# [What you will do]
Could you print only the lines from the one containing "let names = |sql: &str|" through the end of the listing below, unchanged?
=== Begin Enclosure ===
//! Numbered SQL migrations for the crawl store.
//!
//! Files in the migrations directory are named `NNN_description.sql` and applied
//! in version order, each inside its own transaction, and recorded in
//! `schema_migrations` so a restarted crawler never re-applies them.

use rusqlite::{params, Connection};
use std::fs;
use std::path::Path;
use crate::error::{Result, SwgraphError};

/// One migration file
#[derive(Debug)]
struct Migration {
    version: u32,
    name: String,
    sql: String,
}

/// Split `007_add_claims.sql` into `(7, "007_add_claims")`.
fn parse_migration_filename(filename: &str) -> Result<(u32, String)> {
    let name = filename
        .strip_suffix(".sql")
        .ok_or_else(|| SwgraphError::Config(format!("Not a migration file: {}", filename)))?;
    let (version, _) = name
        .split_once('_')
        .ok_or_else(|| SwgraphError::Config(format!("Migration name lacks a version prefix: {}", filename)))?;
    let version = version
        .parse::<u32>()
        .map_err(|_| SwgraphError::Config(format!("Invalid migration version in {}", filename)))?;
    Ok((version, name.to_string()))
}

fn ensure_migrations_table(conn: &Connection) -> Result<()> {
    conn.execute(
        "CREATE TABLE IF NOT EXISTS schema_migrations (
            version INTEGER PRIMARY KEY,
            name TEXT NOT NULL,
            applied_at TIMESTAMP DEFAULT CURRENT_TIMESTAMP
        )",
        [],
    )?;
    Ok(())
}

/// Names of applied migrations in version order
pub fn get_applied_migrations(conn: &Connection) -> Result<Vec<String>> {
    let mut stmt = conn.prepare("SELECT name FROM schema_migrations ORDER BY version")?;
    let names = stmt
        .query_map([], |row| row.get::<_, String>(0))?
        .collect::<std::result::Result<Vec<_>, rusqlite::Error>>()?;
    Ok(names)
}

fn applied_versions(conn: &Connection) -> Result<Vec<u32>> {
    let mut stmt = conn.prepare("SELECT version FROM schema_migrations")?;
    let versions = stmt
        .query_map([], |row| row.get::<_, u32>(0))?
        .collect::<std::result::Result<Vec<_>, rusqlite::Error>>()?;
    Ok(versions)
}

fn load_migrations(migrations_dir: &Path) -> Result<Vec<Migration>> {
    let mut migrations = Vec::new();

    for entry in fs::read_dir(migrations_dir)? {
        let path = entry?.path();
        let Some(filename) = path.file_name().and_then(|n| n.to_str()) else {
            continue;
        };
        if !filename.ends_with(".sql") {
            continue;
        }
        let (version, name) = parse_migration_filename(filename)?;
        if migrations.iter().any(|m: &Migration| m.version == version) {
            return Err(SwgraphError::Config(format!(
                "Duplicate migration version {} ({})",
                version, filename
            )));
        }
        let sql = fs::read_to_string(&path)?;
        migrations.push(Migration { version, name, sql });
    }

    migrations.sort_by_key(|m| m.version);
    Ok(migrations)
}

/// Run all pending migrations
pub fn run_migrations(conn: &mut Connection, migrations_dir: &Path) -> Result<()> {
    ensure_migrations_table(conn)?;

    let applied = applied_versions(conn)?;
    let pending: Vec<Migration> = load_migrations(migrations_dir)?
        .into_iter()
        .filter(|m| !applied.contains(&m.version))
        .collect();

    if pending.is_empty() {
        log::debug!("Schema up to date ({} migrations applied)", applied.len());
        return Ok(());
    }

    for migration in pending {
        log::info!("Applying migration: {} (version {})", migration.name, migration.version);

        let tx = conn.transaction()?;
        tx.execute_batch(&migration.sql).map_err(|e| {
            SwgraphError::Config(format!("Failed to execute migration {}: {}", migration.name, e))
        })?;
        tx.execute(
            "INSERT INTO schema_migrations (version, name) VALUES (?1, ?2)",
            params![migration.version, migration.name],
        )?;
        tx.commit()?;
    }

    log::info!("All migrations completed");
    Ok(())
}

#[cfg(test)]
mod tests {
    use super::*;
    use tempfile::TempDir;

    #[test]
    fn test_parse_migration_filename() {
        assert_eq!(
            parse_migration_filename("001_crawl_store.sql").unwrap(),
            (1, "001_crawl_store".to_string())
        );
        assert!(parse_migration_filename("crawl_store.sql").is_err());
        assert!(parse_migration_filename("001.sql").is_err());
        assert!(parse_migration_filename("001_x.txt").is_err());
    }

    #[test]
    fn test_load_migrations_sorted_and_filtered() {
        let temp_dir = TempDir::new().unwrap();
        let dir = temp_dir.path();
        fs::write(dir.join("010_later.sql"), "CREATE TABLE later (id INTEGER);").unwrap();
        fs::write(dir.join("002_first.sql"), "CREATE TABLE first (id INTEGER);").unwrap();
        fs::write(dir.join("README.md"), "not a migration").unwrap();

        let migrations = load_migrations(dir).unwrap();
        assert_eq!(migrations.len(), 2);
        assert_eq!(migrations[0].version, 2);
        assert_eq!(migrations[1].version, 10);
    }

    #[test]
    fn test_duplicate_versions_rejected() {
        let temp_dir = TempDir::new().unwrap();
        let dir = temp_dir.path();
        fs::write(dir.join("001_a.sql"), "SELECT 1;").unwrap();
        fs::write(dir.join("001_b.sql"), "SELECT 1;").unwrap();
        assert!(load_migrations(dir).is_err());
    }

    #[test]
    fn test_failed_migration_is_not_recorded() {
        let temp_dir = TempDir::new().unwrap();
        let dir = temp_dir.path().join("migrations");
        fs::create_dir(&dir).unwrap();
        fs::write(dir.join("001_ok.sql"), "CREATE TABLE ok (id INTEGER);").unwrap();
        fs::write(dir.join("002_broken.sql"), "CREATE TABLE;").unwrap();
        let mut conn = Connection::open(temp_dir.path().join("test.db")).unwrap();

        assert!(run_migrations(&mut conn, &dir).is_err());
        assert_eq!(get_applied_migrations(&conn).unwrap(), vec!["001_ok".to_string()]);
    }

    #[test]
    fn test_full_migration_schema() {
        let temp_dir = TempDir::new().unwrap();
        let mut conn = Connection::open(temp_dir.path().join("test.db")).unwrap();
        let migrations_dir = Path::new(env!("CARGO_MANIFEST_DIR")).join("migrations");
        run_migrations(&mut conn, &migrations_dir).unwrap();

        let names = |sql: &str| -> Vec<String> {
            conn.prepare(sql)
                .unwrap()
                .query_map([], |row| row.get::<_, String>(0))
                .unwrap()
                .collect::<std::result::Result<Vec<_>, rusqlite::Error>>()
                .unwrap()
        };

        let tables = names("SELECT name FROM sqlite_master WHERE type='table' ORDER BY name");
        assert!(tables.contains(&"entities".to_string()));
        assert!(tables.contains(&"relationships".to_string()));
        assert!(tables.contains(&"schema_migrations".to_string()));

        let indexes = names("SELECT name FROM sqlite_master WHERE type='index' AND name LIKE 'idx_%'");
        assert!(indexes.contains(&"idx_entities_selection".to_string()));
        assert!(indexes.contains(&"idx_relationships_target".to_string()));
    }

    #[test]
    fn test_migrations_are_applied_once() {
        let temp_dir = TempDir::new().unwrap();
        let mut conn = Connection::open(temp_dir.path().join("test.db")).unwrap();
        let migrations_dir = Path::new(env!("CARGO_MANIFEST_DIR")).join("migrations");

        run_migrations(&mut conn, &migrations_dir).unwrap();
        let first = get_applied_migrations(&conn).unwrap();
        run_migrations(&mut conn, &migrations_dir).unwrap();
        let second = get_applied_migrations(&conn).unwrap();

        assert!(!first.is_empty());
        assert_eq!(first, second);
    }
}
=== End Enclosure ===
# [Response area]
        let names = |sql: &str| -> Vec<String> {
            conn.prepare(sql)
                .unwrap()
                .query_map([], |row| row.get::<_, String>(0))
                .unwrap()
                .collect::<std::result::Result<Vec<_>, rusqlite::Error>>()
                .unwrap()
        };

        let tables = names("SELECT name FROM sqlite_master WHERE type='table' ORDER BY name");
        assert!(tables.contains(&"entities".to_string()));
        assert!(tables.contains(&"relationships".to_string()));
        assert!(tables.contains(&"schema_migrations".to_string()));

        let indexes = names("SELECT name FROM sqlite_master WHERE type='index' AND name LIKE 'idx_%'");
        assert!(indexes.contains(&"idx_entities_selection".to_string()));
        assert!(indexes.contains(&"idx_relationships_target".to_string()));
    }

    #[test]
    fn test_migrations_are_applied_once() {
        let temp_dir = TempDir::new().unwrap();
        let mut conn = Connection::open(temp_dir.path().join("test.db")).unwrap();
        let migrations_dir = Path::new(env!("CARGO_MANIFEST_DIR")).join("migrations");

        run_migrations(&mut conn, &migrations_dir).unwrap();
        let first = get_applied_migrations(&conn).unwrap();
        run_migrations(&mut conn, &migrations_dir).unwrap();
        let second = get_applied_migrations(&conn).unwrap();

        assert!(!first.is_empty());
        assert_eq!(first, second);
    }
}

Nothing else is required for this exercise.